Find the equation of the normal to the curve 2y=x^2 ,which passes through the point (2, 1).

but how ????? i too know the answer but wht is d prodedure?

But the answer is coming out to be x + 2y = 4.
Can anyone kindly explain this answer please?? Thanks.

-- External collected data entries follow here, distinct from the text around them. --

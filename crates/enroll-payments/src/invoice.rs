//! Xendit Invoices
//!
//! Implements the hosted-invoice approach: each registrant gets a unique
//! payment link with their details pre-filled, and the role, organization
//! and participant list parked in invoice metadata so the payment webhook
//! can reconstruct the full event without any local state.
//!
//! When dynamic invoicing is not configured, [`CheckoutLinks`] provides the
//! static per-role hosted links the lead flow falls back to.

use std::collections::HashMap;
use std::time::Duration;

use reqwest::Url;
use serde::{Deserialize, Serialize};
use uuid::Uuid;

use enroll_core::event::Role;

use crate::error::{PaymentError, Result};

const DEFAULT_API_BASE: &str = "https://api.xendit.co";

/// Hosted invoices stay payable for 24 hours
const INVOICE_DURATION_SECS: u64 = 86_400;

/// Per-role workshop pricing in minor currency units
#[derive(Clone, Debug)]
pub struct PriceTable {
    pub student_minor: i64,
    pub professional_minor: i64,
}

impl Default for PriceTable {
    fn default() -> Self {
        Self {
            student_minor: 500,
            professional_minor: 1000,
        }
    }
}

impl PriceTable {
    /// Read `PRICE_STUDENT` / `PRICE_PROFESSIONAL` from the environment
    pub fn from_env() -> Self {
        let defaults = Self::default();
        Self {
            student_minor: env_i64("PRICE_STUDENT").unwrap_or(defaults.student_minor),
            professional_minor: env_i64("PRICE_PROFESSIONAL")
                .unwrap_or(defaults.professional_minor),
        }
    }

    pub fn amount_for(&self, role: Role) -> i64 {
        match role {
            Role::Student => self.student_minor,
            Role::Professional => self.professional_minor,
        }
    }
}

fn env_i64(key: &str) -> Option<i64> {
    std::env::var(key).ok().and_then(|v| v.parse().ok())
}

fn description_for(role: Role) -> &'static str {
    match role {
        Role::Student => "Millennial Business Academy - Student Registration",
        Role::Professional => "Millennial Business Academy - Professional Registration",
    }
}

/// Static per-role hosted checkout links (fallback when dynamic invoicing
/// is unavailable)
#[derive(Clone, Debug, Default)]
pub struct CheckoutLinks {
    pub student: Option<String>,
    pub professional: Option<String>,
}

impl CheckoutLinks {
    /// Read `XENDIT_STUDENT_LINK` / `XENDIT_PROFESSIONAL_LINK` from the
    /// environment
    pub fn from_env() -> Self {
        Self {
            student: std::env::var("XENDIT_STUDENT_LINK").ok().filter(|s| !s.is_empty()),
            professional: std::env::var("XENDIT_PROFESSIONAL_LINK")
                .ok()
                .filter(|s| !s.is_empty()),
        }
    }

    pub fn link_for(&self, role: Role) -> Option<&str> {
        match role {
            Role::Student => self.student.as_deref(),
            Role::Professional => self.professional.as_deref(),
        }
    }

    /// Build the checkout redirect for a lead: the role's static link with
    /// UTM parameters, role and email appended for post-payment tracking.
    ///
    /// `None` when no link is configured for the role or the configured
    /// link is not a valid URL.
    pub fn redirect_for(
        &self,
        role: Role,
        email: &str,
        utms: &HashMap<String, String>,
    ) -> Option<String> {
        let link = self.link_for(role)?;
        let mut url = match Url::parse(link) {
            Ok(url) => url,
            Err(e) => {
                tracing::warn!(role = %role, error = %e, "configured checkout link is not a valid URL");
                return None;
            }
        };

        {
            let mut pairs = url.query_pairs_mut();
            for (key, value) in utms {
                if !value.is_empty() {
                    pairs.append_pair(key, value);
                }
            }
            pairs.append_pair("r", role.as_str());
            pairs.append_pair("email", email);
        }

        Some(url.into())
    }
}

/// Xendit client configuration
#[derive(Clone, Debug)]
pub struct XenditConfig {
    /// API secret key, sent as the basic-auth username with empty password
    pub secret_key: String,

    /// API base URL, without trailing slash
    pub api_base: String,

    /// Public base URL of the site, for post-payment redirects
    pub site_base: String,

    /// Bound on every outbound call
    pub timeout: Duration,
}

impl XenditConfig {
    pub fn new(secret_key: impl Into<String>) -> Self {
        Self {
            secret_key: secret_key.into(),
            api_base: DEFAULT_API_BASE.into(),
            site_base: "http://localhost:3000".into(),
            timeout: Duration::from_secs(10),
        }
    }

    /// Read `XENDIT_SECRET_KEY` (required) and `PRODUCTION_URL` from the
    /// environment
    pub fn from_env() -> Result<Self> {
        let secret_key = std::env::var("XENDIT_SECRET_KEY")
            .map_err(|_| PaymentError::Config("XENDIT_SECRET_KEY not set".into()))?;

        let mut config = Self::new(secret_key);
        if let Ok(site) = std::env::var("PRODUCTION_URL") {
            config.site_base = site.trim_end_matches('/').to_string();
        }
        Ok(config)
    }
}

/// Xendit invoice client
pub struct XenditClient {
    http: reqwest::Client,
    config: XenditConfig,
    prices: PriceTable,
}

/// Request to create an invoice for one registrant
#[derive(Clone, Debug)]
pub struct InvoiceRequest {
    pub name: String,
    pub email: String,
    pub role: Role,
    pub organization: Option<String>,
    pub year_in_college: Option<String>,
    pub participant_emails: Vec<String>,
}

/// A created invoice
#[derive(Clone, Debug, Serialize, Deserialize)]
pub struct Invoice {
    pub id: String,
    pub external_id: String,
    pub invoice_url: String,
    pub amount: i64,
    pub status: String,
}

impl XenditClient {
    pub fn new(config: XenditConfig, prices: PriceTable) -> Result<Self> {
        let http = reqwest::Client::builder()
            .timeout(config.timeout)
            .build()
            .map_err(|e| PaymentError::Config(format!("failed to build HTTP client: {}", e)))?;

        Ok(Self {
            http,
            config,
            prices,
        })
    }

    pub fn from_env() -> Result<Self> {
        Self::new(XenditConfig::from_env()?, PriceTable::from_env())
    }

    /// Create a hosted invoice and return its payment URL
    pub async fn create_invoice(&self, request: &InvoiceRequest) -> Result<Invoice> {
        let body = build_invoice_body(request, &self.prices, &self.config.site_base)?;

        tracing::info!(
            external_id = %body.external_id,
            amount = body.amount,
            email = %request.email,
            role = %request.role,
            "creating invoice"
        );

        let response = self
            .http
            .post(format!("{}/v2/invoices", self.config.api_base))
            .basic_auth(&self.config.secret_key, Some(""))
            .json(&body)
            .send()
            .await
            .map_err(|e| PaymentError::Provider(format!("invoice create: {}", e)))?;

        let status = response.status();
        if !status.is_success() {
            let detail: String = response
                .text()
                .await
                .unwrap_or_default()
                .chars()
                .take(500)
                .collect();
            return Err(if status.is_client_error() {
                PaymentError::ProviderRejected {
                    status: status.as_u16(),
                    message: detail,
                }
            } else {
                PaymentError::Provider(format!("invoice create: {}: {}", status, detail))
            });
        }

        let invoice: Invoice = response
            .json()
            .await
            .map_err(|e| PaymentError::Provider(format!("invoice response decode: {}", e)))?;

        tracing::info!(id = %invoice.id, url = %invoice.invoice_url, "invoice created");
        Ok(invoice)
    }
}

// ============================================================================
// Wire Types
// ============================================================================

#[derive(Debug, Serialize)]
struct InvoiceBody {
    external_id: String,
    amount: i64,
    payer_email: String,
    description: String,
    invoice_duration: u64,
    currency: &'static str,
    success_redirect_url: String,
    failure_redirect_url: String,
    customer: Customer,
    items: Vec<LineItem>,
    metadata: InvoiceMetadata,
}

#[derive(Debug, Serialize)]
struct Customer {
    given_names: String,
    email: String,
}

#[derive(Debug, Serialize)]
struct LineItem {
    name: String,
    quantity: u32,
    price: i64,
    category: &'static str,
}

/// Carried opaquely by the provider and echoed back on the webhook; the
/// participant list is JSON-encoded because the metadata map is flat strings
#[derive(Debug, Serialize)]
#[serde(rename_all = "camelCase")]
struct InvoiceMetadata {
    email: String,
    role: String,
    organization: String,
    year_in_college: String,
    name: String,
    source: &'static str,

    #[serde(skip_serializing_if = "Option::is_none")]
    participant_emails: Option<String>,
}

fn build_invoice_body(
    request: &InvoiceRequest,
    prices: &PriceTable,
    site_base: &str,
) -> Result<InvoiceBody> {
    let amount = prices.amount_for(request.role);
    let description = description_for(request.role);
    let external_id = format!(
        "MBA-{}-{}",
        request.role.as_str(),
        Uuid::new_v4().simple()
    );

    let participant_emails = if request.participant_emails.is_empty() {
        None
    } else {
        Some(serde_json::to_string(&request.participant_emails).map_err(|e| {
            PaymentError::Invalid(format!("unserializable participant list: {}", e))
        })?)
    };

    Ok(InvoiceBody {
        external_id,
        amount,
        payer_email: request.email.clone(),
        description: description.to_string(),
        invoice_duration: INVOICE_DURATION_SECS,
        currency: "PHP",
        success_redirect_url: success_redirect(request, site_base)?,
        failure_redirect_url: failure_redirect(request, site_base)?,
        customer: Customer {
            given_names: request.name.clone(),
            email: request.email.clone(),
        },
        items: vec![LineItem {
            name: description.to_string(),
            quantity: 1,
            price: amount,
            category: "Event Registration",
        }],
        metadata: InvoiceMetadata {
            email: request.email.clone(),
            role: request.role.as_str().to_string(),
            organization: request.organization.clone().unwrap_or_default(),
            year_in_college: request.year_in_college.clone().unwrap_or_default(),
            name: request.name.clone(),
            source: "MBA Registration Form",
            participant_emails,
        },
    })
}

fn site_url(site_base: &str, path: &str) -> Result<Url> {
    Url::parse(&format!("{}{}", site_base.trim_end_matches('/'), path))
        .map_err(|e| PaymentError::Config(format!("invalid site base URL: {}", e)))
}

fn success_redirect(request: &InvoiceRequest, site_base: &str) -> Result<String> {
    let mut url = site_url(site_base, "/eticket")?;
    {
        let mut pairs = url.query_pairs_mut();
        pairs.append_pair("email", &request.email);
        pairs.append_pair("role", request.role.as_str());
        pairs.append_pair("org", request.organization.as_deref().unwrap_or(""));
        pairs.append_pair("year", request.year_in_college.as_deref().unwrap_or(""));
        pairs.append_pair("name", &request.name);
        if !request.participant_emails.is_empty() {
            pairs.append_pair("participants", &request.participant_emails.join(","));
        }
    }
    Ok(url.into())
}

fn failure_redirect(request: &InvoiceRequest, site_base: &str) -> Result<String> {
    let mut url = site_url(site_base, &format!("/checkout-{}", request.role.as_str()))?;
    {
        let mut pairs = url.query_pairs_mut();
        pairs.append_pair("email", &request.email);
        pairs.append_pair("name", &request.name);
        pairs.append_pair("error", "payment_failed");
    }
    Ok(url.into())
}

#[cfg(test)]
mod tests {
    use super::*;

    fn request() -> InvoiceRequest {
        InvoiceRequest {
            name: "Jane Doe".into(),
            email: "jane@x.com".into(),
            role: Role::Student,
            organization: Some("U.P. Diliman".into()),
            year_in_college: Some("1st Year College".into()),
            participant_emails: vec!["amy@x.com".into(), "cal@x.com".into()],
        }
    }

    #[test]
    fn test_price_table() {
        let prices = PriceTable::default();
        assert_eq!(prices.amount_for(Role::Student), 500);
        assert_eq!(prices.amount_for(Role::Professional), 1000);
    }

    #[test]
    fn test_invoice_body() {
        let body = build_invoice_body(&request(), &PriceTable::default(), "https://site.test").unwrap();

        assert!(body.external_id.starts_with("MBA-student-"));
        assert_eq!(body.amount, 500);
        assert_eq!(body.currency, "PHP");
        assert_eq!(body.items.len(), 1);
        assert_eq!(body.items[0].price, 500);
        assert!(body.description.contains("Student"));
        assert!(body.success_redirect_url.starts_with("https://site.test/eticket?"));
        assert!(body.failure_redirect_url.contains("/checkout-student"));
        assert!(body.failure_redirect_url.contains("error=payment_failed"));
    }

    #[test]
    fn test_metadata_participants_round_trip() {
        let body = build_invoice_body(&request(), &PriceTable::default(), "https://site.test").unwrap();

        let serialized = body.metadata.participant_emails.unwrap();
        let decoded: Vec<String> = serde_json::from_str(&serialized).unwrap();
        assert_eq!(decoded, vec!["amy@x.com", "cal@x.com"]);
    }

    #[test]
    fn test_metadata_omits_empty_participant_list() {
        let mut req = request();
        req.participant_emails.clear();
        let body = build_invoice_body(&req, &PriceTable::default(), "https://site.test").unwrap();
        assert!(body.metadata.participant_emails.is_none());
    }

    #[test]
    fn test_checkout_redirect_appends_tracking() {
        let links = CheckoutLinks {
            student: Some("https://checkout.test/od/student".into()),
            professional: None,
        };
        let mut utms = HashMap::new();
        utms.insert("utm_source".to_string(), "newsletter".to_string());
        utms.insert("utm_term".to_string(), String::new());

        let redirect = links.redirect_for(Role::Student, "jane@x.com", &utms).unwrap();
        let url = Url::parse(&redirect).unwrap();
        let pairs: HashMap<_, _> = url.query_pairs().into_owned().collect();

        assert_eq!(pairs.get("utm_source").map(String::as_str), Some("newsletter"));
        assert_eq!(pairs.get("r").map(String::as_str), Some("student"));
        assert_eq!(pairs.get("email").map(String::as_str), Some("jane@x.com"));
        assert!(!pairs.contains_key("utm_term"));

        assert!(links.redirect_for(Role::Professional, "joe@x.com", &HashMap::new()).is_none());
    }
}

We obtain the slope of tangent by differentiating the curve
   2 * dy/dx = 2* x
slope of tangent = x
now, slope of normal = -1/slope of tangent 
                                   =  -1/x
  eqtn of normal (y-y_​1)=(-1/x₁)*(x-x₁)
                           y-1  =(-1/2)*(x-2)
                          2y-2 =  -x +2
thus required eqtn     x+2y =4

Sorry, there is a mistake in my previous ans . The correct answer is as follows
let the normal be at point (x₁,y₁) to the curve 2y=x²

slope of tangent  = dy/dx = x
hence slope of normal at point (x₁,y₁ ) = -1/​slope of tangent = -1/x₁
so eqn of normal  (y-y₁) = (-1/x₁)*(x-x₁)
since point (2,1) lies on the curve
       (1-y₁)=(​-1/x₁)​(2-x₁)            ......(1)
         x_{1 *} y₁ =2                           ......(2)
since ​(x₁,y₁) lies on the curve
        y₁= (1/2)*(x₁)²
putting value of y₁  in eqn (2)
           x₁*(1/2)*(x₁)²=2
  thus x₁ = 2^2/3
   putting value of x₁  in eqn (2)​
we get y₁ = 2^1/3
finally we put value of x₁ and y₁ in the eqn(1) of normal
       ​(y-2^1/3) = (-1/2^2/3)*(x-2^2/3)
       2^2/3y - 2= -x +​2^2/3
thus  x + ​  2^2/3y = 2 +​  2^2/3  is the required equation.
Hope this helps.